- _WHAT IS EXPECTED_:
Copy each line of the entries that includes the word "AuthRequiredResponse".

##########

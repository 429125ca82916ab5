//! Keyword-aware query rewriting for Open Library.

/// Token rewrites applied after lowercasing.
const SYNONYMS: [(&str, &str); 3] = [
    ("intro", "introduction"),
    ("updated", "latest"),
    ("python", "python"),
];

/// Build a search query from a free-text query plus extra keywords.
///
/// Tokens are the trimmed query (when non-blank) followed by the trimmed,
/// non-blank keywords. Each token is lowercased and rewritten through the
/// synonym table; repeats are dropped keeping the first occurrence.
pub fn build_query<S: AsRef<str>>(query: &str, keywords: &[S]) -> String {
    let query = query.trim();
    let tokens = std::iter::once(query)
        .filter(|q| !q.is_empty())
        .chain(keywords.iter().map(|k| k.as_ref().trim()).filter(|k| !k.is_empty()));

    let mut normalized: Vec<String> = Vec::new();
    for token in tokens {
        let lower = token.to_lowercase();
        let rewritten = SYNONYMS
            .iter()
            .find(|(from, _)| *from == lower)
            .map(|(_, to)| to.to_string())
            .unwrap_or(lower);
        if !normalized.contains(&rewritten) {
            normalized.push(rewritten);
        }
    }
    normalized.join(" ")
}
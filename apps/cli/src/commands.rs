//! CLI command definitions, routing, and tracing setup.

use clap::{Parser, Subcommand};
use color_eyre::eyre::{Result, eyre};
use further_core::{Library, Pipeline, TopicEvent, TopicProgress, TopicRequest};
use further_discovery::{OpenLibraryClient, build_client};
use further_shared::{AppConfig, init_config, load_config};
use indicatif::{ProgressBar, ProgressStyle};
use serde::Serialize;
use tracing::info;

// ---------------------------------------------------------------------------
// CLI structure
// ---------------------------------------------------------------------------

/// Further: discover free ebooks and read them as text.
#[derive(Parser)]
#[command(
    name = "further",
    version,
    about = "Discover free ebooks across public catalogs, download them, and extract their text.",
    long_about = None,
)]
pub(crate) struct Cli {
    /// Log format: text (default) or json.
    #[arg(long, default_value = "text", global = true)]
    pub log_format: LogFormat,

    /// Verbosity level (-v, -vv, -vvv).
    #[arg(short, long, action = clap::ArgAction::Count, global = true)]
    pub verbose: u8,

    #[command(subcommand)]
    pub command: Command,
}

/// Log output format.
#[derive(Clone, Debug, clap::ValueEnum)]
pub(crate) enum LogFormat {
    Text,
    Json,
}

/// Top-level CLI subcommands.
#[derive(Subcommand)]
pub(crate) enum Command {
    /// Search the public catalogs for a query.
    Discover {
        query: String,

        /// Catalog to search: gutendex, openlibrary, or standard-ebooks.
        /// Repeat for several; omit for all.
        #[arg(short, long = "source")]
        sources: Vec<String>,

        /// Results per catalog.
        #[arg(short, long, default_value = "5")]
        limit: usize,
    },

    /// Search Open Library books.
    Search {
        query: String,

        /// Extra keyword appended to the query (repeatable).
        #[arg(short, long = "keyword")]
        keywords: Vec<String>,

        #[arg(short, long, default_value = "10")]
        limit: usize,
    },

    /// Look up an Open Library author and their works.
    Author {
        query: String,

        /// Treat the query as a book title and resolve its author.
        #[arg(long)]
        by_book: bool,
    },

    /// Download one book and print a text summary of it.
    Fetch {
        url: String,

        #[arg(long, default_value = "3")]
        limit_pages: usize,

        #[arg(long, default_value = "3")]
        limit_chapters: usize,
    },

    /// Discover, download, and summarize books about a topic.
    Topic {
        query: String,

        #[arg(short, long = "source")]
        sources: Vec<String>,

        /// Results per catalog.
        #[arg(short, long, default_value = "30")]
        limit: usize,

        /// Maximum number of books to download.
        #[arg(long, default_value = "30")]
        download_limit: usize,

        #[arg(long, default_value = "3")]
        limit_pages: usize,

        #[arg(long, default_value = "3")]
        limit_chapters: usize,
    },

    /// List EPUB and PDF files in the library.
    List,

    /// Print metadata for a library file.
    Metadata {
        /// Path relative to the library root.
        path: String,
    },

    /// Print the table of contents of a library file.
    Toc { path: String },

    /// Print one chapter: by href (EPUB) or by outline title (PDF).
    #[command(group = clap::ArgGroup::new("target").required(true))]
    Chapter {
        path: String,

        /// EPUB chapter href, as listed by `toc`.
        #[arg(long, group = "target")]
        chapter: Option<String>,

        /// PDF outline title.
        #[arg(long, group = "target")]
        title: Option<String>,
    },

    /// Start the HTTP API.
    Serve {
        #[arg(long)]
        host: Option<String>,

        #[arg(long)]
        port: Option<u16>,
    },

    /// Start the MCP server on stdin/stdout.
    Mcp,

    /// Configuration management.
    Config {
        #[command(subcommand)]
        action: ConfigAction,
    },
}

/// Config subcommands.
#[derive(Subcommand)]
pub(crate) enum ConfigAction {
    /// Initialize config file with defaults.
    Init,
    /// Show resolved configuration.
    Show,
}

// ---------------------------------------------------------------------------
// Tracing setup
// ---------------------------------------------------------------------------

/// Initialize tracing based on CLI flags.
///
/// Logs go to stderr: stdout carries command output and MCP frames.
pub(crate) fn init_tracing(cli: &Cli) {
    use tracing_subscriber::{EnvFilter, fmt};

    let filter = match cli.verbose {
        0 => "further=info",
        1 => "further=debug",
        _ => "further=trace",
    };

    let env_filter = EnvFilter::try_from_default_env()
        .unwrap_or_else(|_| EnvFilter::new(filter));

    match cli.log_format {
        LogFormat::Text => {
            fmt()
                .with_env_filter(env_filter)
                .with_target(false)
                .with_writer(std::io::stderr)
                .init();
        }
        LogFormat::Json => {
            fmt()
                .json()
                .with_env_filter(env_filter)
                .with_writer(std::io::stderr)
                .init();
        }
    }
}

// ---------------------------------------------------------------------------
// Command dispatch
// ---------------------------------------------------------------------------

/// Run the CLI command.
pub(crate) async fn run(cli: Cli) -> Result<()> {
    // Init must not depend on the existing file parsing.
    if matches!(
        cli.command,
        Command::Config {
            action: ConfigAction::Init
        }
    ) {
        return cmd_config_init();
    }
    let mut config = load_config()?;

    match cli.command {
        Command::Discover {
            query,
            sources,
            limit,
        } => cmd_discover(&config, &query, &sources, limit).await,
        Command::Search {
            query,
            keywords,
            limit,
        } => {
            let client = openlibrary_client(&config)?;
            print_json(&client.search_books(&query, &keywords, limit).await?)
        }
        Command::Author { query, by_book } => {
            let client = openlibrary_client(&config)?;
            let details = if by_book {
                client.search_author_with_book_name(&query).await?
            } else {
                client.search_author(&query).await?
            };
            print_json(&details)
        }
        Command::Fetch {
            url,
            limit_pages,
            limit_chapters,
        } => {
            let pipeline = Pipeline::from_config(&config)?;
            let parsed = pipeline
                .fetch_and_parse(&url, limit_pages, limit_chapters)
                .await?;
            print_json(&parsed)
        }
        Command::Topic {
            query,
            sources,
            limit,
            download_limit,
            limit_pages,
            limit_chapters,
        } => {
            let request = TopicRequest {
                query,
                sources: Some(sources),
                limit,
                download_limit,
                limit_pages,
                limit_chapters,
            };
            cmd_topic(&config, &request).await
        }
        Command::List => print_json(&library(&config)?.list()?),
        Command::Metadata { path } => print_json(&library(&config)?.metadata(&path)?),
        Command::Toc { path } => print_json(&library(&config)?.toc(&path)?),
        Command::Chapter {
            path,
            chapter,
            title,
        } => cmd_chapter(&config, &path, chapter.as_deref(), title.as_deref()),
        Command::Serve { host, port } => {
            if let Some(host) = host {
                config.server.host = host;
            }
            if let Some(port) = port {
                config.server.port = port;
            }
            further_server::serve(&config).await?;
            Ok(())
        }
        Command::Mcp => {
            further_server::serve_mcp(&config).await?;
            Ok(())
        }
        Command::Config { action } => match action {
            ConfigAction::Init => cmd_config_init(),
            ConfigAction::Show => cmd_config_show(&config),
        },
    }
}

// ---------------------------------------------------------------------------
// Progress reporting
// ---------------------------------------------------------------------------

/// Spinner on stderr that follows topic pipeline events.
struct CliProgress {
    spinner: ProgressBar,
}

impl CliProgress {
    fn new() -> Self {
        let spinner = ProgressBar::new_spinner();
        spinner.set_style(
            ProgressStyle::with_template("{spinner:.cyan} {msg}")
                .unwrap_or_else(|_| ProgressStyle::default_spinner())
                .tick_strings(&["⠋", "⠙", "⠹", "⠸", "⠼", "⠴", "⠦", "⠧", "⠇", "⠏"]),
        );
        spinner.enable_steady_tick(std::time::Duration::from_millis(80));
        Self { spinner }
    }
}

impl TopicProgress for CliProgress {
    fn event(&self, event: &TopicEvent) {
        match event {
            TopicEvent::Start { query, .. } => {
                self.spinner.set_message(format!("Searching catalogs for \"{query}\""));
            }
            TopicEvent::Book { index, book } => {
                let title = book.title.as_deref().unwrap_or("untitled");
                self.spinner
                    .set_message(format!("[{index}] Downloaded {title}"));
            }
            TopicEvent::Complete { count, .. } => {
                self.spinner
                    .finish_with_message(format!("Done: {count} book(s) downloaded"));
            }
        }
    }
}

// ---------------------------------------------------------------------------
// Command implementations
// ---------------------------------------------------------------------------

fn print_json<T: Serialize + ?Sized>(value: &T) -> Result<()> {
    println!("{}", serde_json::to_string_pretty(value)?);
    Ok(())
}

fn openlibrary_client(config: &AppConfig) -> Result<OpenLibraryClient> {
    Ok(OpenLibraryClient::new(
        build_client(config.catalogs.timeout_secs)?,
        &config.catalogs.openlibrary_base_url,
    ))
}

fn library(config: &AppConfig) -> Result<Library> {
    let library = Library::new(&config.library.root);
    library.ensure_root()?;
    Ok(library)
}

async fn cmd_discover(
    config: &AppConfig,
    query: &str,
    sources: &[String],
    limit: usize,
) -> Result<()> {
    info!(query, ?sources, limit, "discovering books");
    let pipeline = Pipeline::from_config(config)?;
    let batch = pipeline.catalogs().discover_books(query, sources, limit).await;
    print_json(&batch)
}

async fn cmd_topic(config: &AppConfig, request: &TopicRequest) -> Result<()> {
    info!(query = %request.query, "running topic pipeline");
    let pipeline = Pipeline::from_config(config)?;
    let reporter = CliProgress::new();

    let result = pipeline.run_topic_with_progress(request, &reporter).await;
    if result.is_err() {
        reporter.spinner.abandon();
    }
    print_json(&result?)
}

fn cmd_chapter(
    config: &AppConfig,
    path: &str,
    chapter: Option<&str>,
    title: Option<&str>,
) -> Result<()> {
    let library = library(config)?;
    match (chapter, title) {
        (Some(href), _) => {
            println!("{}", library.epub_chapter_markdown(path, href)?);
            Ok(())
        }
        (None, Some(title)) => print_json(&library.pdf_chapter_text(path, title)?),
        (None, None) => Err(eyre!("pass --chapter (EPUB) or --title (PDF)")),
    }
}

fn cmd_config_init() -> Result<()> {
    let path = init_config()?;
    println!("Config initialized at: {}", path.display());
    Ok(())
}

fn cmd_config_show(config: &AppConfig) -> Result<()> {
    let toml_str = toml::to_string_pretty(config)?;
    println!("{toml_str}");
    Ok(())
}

##########

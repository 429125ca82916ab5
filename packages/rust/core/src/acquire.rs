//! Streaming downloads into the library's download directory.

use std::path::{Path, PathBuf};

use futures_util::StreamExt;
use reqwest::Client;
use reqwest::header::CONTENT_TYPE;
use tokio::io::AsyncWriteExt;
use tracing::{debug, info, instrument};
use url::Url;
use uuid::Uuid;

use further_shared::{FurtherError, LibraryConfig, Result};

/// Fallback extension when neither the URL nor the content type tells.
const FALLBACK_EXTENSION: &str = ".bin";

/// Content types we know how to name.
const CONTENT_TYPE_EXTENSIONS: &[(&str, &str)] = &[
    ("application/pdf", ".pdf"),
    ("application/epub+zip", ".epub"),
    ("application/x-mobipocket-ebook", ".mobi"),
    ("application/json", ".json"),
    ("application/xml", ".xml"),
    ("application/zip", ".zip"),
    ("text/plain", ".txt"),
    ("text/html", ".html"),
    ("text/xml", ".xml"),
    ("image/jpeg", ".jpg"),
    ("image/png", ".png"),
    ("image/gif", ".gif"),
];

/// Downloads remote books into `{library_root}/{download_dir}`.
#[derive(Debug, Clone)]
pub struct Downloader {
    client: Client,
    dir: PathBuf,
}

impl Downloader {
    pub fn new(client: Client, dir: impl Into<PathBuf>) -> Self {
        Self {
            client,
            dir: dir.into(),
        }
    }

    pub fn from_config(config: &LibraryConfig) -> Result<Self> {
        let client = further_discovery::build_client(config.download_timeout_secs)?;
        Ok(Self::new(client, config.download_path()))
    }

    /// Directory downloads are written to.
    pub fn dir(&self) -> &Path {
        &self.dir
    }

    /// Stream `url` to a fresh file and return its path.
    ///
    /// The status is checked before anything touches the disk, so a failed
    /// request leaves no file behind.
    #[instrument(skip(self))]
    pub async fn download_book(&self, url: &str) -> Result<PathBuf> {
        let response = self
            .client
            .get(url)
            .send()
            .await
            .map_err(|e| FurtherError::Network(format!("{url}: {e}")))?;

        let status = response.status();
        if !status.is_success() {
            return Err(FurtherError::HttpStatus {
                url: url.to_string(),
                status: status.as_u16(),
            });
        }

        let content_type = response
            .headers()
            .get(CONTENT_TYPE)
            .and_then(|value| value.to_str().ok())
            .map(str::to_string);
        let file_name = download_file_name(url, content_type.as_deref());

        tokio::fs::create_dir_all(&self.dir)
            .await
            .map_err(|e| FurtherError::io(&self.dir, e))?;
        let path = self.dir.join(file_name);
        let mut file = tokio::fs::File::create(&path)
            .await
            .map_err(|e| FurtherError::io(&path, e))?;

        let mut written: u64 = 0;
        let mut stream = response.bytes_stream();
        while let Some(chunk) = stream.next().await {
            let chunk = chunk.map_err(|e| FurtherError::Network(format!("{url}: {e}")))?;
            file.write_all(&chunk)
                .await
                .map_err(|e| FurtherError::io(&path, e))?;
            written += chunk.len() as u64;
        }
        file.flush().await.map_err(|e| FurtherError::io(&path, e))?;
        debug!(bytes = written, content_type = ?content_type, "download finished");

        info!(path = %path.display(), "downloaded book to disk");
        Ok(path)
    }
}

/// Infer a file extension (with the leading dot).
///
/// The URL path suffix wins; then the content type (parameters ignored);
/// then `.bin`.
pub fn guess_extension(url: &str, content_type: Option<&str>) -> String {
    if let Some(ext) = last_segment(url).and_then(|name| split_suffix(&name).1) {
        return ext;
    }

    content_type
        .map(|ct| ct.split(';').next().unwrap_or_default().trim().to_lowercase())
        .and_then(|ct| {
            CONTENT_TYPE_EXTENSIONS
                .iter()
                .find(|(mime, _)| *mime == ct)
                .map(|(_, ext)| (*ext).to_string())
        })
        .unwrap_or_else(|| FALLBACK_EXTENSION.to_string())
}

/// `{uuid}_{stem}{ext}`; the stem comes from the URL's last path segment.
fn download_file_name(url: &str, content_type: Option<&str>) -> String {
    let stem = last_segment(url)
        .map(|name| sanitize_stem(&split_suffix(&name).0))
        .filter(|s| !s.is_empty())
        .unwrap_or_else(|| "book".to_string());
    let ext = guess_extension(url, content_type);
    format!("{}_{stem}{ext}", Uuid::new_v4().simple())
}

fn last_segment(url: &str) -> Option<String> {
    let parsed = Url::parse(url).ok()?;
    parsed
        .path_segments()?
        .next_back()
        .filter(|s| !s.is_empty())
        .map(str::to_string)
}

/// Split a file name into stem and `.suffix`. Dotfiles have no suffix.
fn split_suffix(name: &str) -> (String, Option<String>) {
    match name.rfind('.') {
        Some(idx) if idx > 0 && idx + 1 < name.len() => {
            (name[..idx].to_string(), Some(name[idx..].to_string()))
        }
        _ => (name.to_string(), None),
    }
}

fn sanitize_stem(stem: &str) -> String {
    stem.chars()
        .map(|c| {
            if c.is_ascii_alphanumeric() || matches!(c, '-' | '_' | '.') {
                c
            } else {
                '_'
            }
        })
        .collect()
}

##########

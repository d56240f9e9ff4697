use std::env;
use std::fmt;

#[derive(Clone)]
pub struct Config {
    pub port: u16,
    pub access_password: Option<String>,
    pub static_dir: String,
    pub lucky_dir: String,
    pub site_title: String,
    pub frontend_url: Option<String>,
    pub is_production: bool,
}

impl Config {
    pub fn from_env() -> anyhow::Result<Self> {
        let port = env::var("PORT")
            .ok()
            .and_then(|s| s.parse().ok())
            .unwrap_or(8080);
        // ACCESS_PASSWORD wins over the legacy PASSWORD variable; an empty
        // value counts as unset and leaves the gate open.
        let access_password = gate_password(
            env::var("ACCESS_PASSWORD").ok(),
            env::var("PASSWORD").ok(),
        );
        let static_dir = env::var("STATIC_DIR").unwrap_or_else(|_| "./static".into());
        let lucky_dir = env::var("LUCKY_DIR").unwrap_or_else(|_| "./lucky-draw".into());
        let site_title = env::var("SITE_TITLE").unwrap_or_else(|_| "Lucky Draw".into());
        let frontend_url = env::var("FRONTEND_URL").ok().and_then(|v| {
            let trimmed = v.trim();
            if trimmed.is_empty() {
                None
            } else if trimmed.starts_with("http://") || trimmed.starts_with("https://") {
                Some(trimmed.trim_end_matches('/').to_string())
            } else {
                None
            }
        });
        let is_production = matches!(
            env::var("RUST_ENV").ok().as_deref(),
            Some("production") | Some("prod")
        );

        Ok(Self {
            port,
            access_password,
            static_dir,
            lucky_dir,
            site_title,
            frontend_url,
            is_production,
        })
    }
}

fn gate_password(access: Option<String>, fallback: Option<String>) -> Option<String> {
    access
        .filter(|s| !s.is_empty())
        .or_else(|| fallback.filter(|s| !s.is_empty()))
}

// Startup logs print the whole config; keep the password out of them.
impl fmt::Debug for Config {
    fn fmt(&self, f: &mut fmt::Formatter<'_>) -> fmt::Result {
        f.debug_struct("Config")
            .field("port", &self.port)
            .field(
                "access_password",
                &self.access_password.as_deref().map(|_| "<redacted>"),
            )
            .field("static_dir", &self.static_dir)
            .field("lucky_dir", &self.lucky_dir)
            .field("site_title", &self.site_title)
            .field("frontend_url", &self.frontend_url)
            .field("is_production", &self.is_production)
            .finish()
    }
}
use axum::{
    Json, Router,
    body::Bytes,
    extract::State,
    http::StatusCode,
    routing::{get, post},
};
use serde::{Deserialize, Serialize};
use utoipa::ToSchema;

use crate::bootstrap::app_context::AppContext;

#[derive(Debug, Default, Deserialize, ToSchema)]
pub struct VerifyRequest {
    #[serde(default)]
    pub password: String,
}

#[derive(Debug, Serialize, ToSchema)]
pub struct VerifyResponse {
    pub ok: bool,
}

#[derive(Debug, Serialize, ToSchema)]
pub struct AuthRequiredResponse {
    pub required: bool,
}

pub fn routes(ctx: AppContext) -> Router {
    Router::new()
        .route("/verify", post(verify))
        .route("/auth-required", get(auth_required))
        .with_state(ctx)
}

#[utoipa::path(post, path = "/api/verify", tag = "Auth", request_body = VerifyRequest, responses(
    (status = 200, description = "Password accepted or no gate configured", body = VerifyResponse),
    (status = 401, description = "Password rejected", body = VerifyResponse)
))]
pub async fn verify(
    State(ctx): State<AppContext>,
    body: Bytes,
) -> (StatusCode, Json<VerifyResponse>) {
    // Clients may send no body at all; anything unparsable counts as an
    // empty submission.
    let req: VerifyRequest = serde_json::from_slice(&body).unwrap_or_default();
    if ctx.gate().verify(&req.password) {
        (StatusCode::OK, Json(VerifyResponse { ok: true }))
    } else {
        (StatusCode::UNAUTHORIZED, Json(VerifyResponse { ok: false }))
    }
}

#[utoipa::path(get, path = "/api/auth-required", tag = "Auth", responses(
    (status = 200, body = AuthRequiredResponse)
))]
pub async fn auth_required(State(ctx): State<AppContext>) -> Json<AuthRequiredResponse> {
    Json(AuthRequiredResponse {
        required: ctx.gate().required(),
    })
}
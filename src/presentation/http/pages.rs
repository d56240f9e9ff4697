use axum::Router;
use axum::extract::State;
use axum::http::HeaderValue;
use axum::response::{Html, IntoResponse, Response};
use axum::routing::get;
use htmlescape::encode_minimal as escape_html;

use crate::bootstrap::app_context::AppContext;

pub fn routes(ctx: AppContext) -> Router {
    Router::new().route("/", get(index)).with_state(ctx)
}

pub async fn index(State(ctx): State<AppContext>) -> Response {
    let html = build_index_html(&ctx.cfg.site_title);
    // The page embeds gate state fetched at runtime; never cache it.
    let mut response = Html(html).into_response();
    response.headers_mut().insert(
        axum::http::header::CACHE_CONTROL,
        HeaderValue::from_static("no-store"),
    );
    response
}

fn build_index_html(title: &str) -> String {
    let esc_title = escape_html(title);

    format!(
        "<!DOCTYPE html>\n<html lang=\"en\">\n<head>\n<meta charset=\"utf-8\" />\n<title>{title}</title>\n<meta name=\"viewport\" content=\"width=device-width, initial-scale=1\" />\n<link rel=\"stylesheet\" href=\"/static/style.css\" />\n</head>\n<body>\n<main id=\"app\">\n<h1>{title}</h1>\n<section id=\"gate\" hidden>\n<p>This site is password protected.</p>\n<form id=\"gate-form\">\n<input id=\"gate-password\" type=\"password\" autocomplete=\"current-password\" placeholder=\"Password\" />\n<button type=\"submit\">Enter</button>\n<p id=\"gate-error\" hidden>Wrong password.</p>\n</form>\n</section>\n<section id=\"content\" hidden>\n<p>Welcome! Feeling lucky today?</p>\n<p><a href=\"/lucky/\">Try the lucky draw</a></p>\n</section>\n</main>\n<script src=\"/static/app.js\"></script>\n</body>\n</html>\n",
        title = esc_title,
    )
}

##########

- _EXERCISE RESULT_:
pub struct AuthRequiredResponse {
    (status = 200, body = AuthRequiredResponse)
pub async fn auth_required(State(ctx): State<AppContext>) -> Json<AuthRequiredResponse> {
    Json(AuthRequiredResponse {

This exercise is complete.